Avoid Entering an SSL PassPhrase During Apache Startup with SSLPassPhraseDialog

When creating an SSL key for use with an Apache web server, you have an option of specifying a pass phrase on the certificate. This is a security feature that prevents somebody from being able to use the certificate, even if they have your key file. In theory it is a good idea, but because the key file requires a pass phrase any time it is read, that means that Apache has to prompt a user for the pass phrase.

Most people want Apache to start up automatically, so they remove the pass phrase completely. Apache provides an alternative though, which may or may not be useful. The trick to this is in the Apache SSLPassPhraseDialog setting. This setting defaults to ‘builtin’ which prompts the user for it when Apache starts. Alternatively, you can specify a script that reads the server name from STDIN and provides the pass phrase on STDOUT.
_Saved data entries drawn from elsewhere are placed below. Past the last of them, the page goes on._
//! 流水线状态
//!
//! 一次拍摄会话只有一个 `PipelineState`，所有可变数据都集中在这里，
//! 只能通过下面的转换方法修改。

use std::fmt::Display;

use uuid::Uuid;

use crate::error::PipelineError;
use crate::models::{CapturedFrame, ExtractedText, GenerationParameters, GenerationResult};

/// 流水线阶段
#[derive(Debug, Clone, PartialEq, Eq)]
pub enum PipelinePhase {
    Idle,
    CameraReady,
    Captured,
    Extracting,
    ExtractedReady,
    Generating,
    Error(PipelineError),
}

impl PipelinePhase {
    pub fn name(&self) -> &'static str {
        match self {
            PipelinePhase::Idle => "Idle",
            PipelinePhase::CameraReady => "CameraReady",
            PipelinePhase::Captured => "Captured",
            PipelinePhase::Extracting => "Extracting",
            PipelinePhase::ExtractedReady => "ExtractedReady",
            PipelinePhase::Generating => "Generating",
            PipelinePhase::Error(_) => "Error",
        }
    }

    /// 是否有异步调用在进行中
    pub fn is_in_flight(&self) -> bool {
        matches!(self, PipelinePhase::Extracting | PipelinePhase::Generating)
    }
}

/// 发起异步调用时的会话标记
///
/// 迟到的结果必须与当前会话和拍摄轮次都一致才会被提交
#[derive(Debug, Clone, Copy, PartialEq, Eq)]
pub struct SessionTicket {
    pub session_id: Uuid,
    pub epoch: u64,
}

impl Display for SessionTicket {
    fn fmt(&self, f: &mut std::fmt::Formatter<'_>) -> std::fmt::Result {
        write!(f, "[会话 {} 轮次 #{}]", self.session_id, self.epoch)
    }
}

/// 一次拍摄会话的全部状态
#[derive(Debug, Clone)]
pub struct PipelineState {
    session_id: Uuid,
    /// 每次拍摄加一
    epoch: u64,
    phase: PipelinePhase,
    frame: Option<CapturedFrame>,
    text: Option<ExtractedText>,
    parameters: GenerationParameters,
    last_result: Option<GenerationResult>,
    last_error: Option<PipelineError>,
}

impl PipelineState {
    pub fn new(parameters: GenerationParameters) -> Self {
        Self {
            session_id: Uuid::new_v4(),
            epoch: 0,
            phase: PipelinePhase::Idle,
            frame: None,
            text: None,
            parameters,
            last_result: None,
            last_error: None,
        }
    }

    pub fn session_id(&self) -> Uuid {
        self.session_id
    }

    pub fn phase(&self) -> &PipelinePhase {
        &self.phase
    }

    pub fn frame(&self) -> Option<&CapturedFrame> {
        self.frame.as_ref()
    }

    pub fn text(&self) -> Option<&ExtractedText> {
        self.text.as_ref()
    }

    pub fn parameters(&self) -> &GenerationParameters {
        &self.parameters
    }

    pub fn last_result(&self) -> Option<&GenerationResult> {
        self.last_result.as_ref()
    }

    pub fn last_error(&self) -> Option<&PipelineError> {
        self.last_error.as_ref()
    }

    /// 当前会话标记
    pub fn ticket(&self) -> SessionTicket {
        SessionTicket {
            session_id: self.session_id,
            epoch: self.epoch,
        }
    }

    /// 标记是否仍对应当前状态
    pub fn is_current(&self, ticket: &SessionTicket) -> bool {
        *ticket == self.ticket()
    }

    pub fn parameters_mut(&mut self) -> &mut GenerationParameters {
        &mut self.parameters
    }

    /// 根据已有数据回到对应的静止阶段
    pub fn settle(&mut self, camera_live: bool) {
        self.phase = if self.text.is_some() {
            PipelinePhase::ExtractedReady
        } else if self.frame.is_some() {
            PipelinePhase::Captured
        } else if camera_live {
            PipelinePhase::CameraReady
        } else {
            PipelinePhase::Idle
        };
    }

    pub fn enter(&mut self, phase: PipelinePhase) {
        self.phase = phase;
    }

    /// 记录错误并进入 Error 阶段，已有的画面和文本保持不变
    pub fn fail(&mut self, error: PipelineError) {
        self.last_error = Some(error.clone());
        self.phase = PipelinePhase::Error(error);
    }

    /// 记录错误但不改变阶段（本地校验失败）
    pub fn note_error(&mut self, error: PipelineError) {
        self.last_error = Some(error);
    }

    pub fn clear_error(&mut self) {
        self.last_error = None;
    }

    /// 新的拍摄：替换画面，清空文本和生成结果，开始新的轮次
    pub fn record_capture(&mut self, frame: CapturedFrame) {
        self.epoch += 1;
        self.frame = Some(frame);
        self.text = None;
        self.last_result = None;
        self.last_error = None;
        self.phase = PipelinePhase::Captured;
    }

    /// 提交识别文本；文本必须来自当前画面
    pub fn record_text(&mut self, text: ExtractedText) -> bool {
        let matches_frame = self
            .frame
            .as_ref()
            .is_some_and(|frame| frame.id() == text.frame_id());
        if matches_frame {
            self.text = Some(text);
            self.last_error = None;
            self.phase = PipelinePhase::ExtractedReady;
        }
        matches_frame
    }

    pub fn record_result(&mut self, result: GenerationResult) {
        self.last_result = Some(result);
    }

    /// 丢弃已生成的结果（生成参数已改变）
    pub fn discard_result(&mut self) -> bool {
        self.last_result.take().is_some()
    }
}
The apache config would look something like this:

SSLPassPhraseDialog  exec:/sbin/pp-exec

Then, you can create as simple or as complicated of a script as you would like in /sbin/pp-exec. Here is a very simple perl script with the passphrases hard-coded:

#!/usr/bin/perl
$server = $ARGV[0];
if ($server eq 'www.mydomain.com:443') {
    echo 'This is my pass phrase';
} elsif ($server eq 'www.otherdomain.com:443') {
    echo 'This is a different pass phrase';
}

Make sure that your script is readable and executable ONLY by root so that it is properly protected. Of course, if somebody can read your key file, that means that likely already have root access, which makes this simple script kindof pointless.

Fortunately, you can make that script as complicated as you want, perhaps saving the actual pass phrase in a database or LDAP. The really paranoid might come up with some way to text message an administrator and have them text the pass phrase back – or something equally complicated so that the pass phrase isn’t actually stored anywhere that an attacker could find it.

I guess the point is to have the pass phrase separate from the key file so that somebody would need both to make any use of it.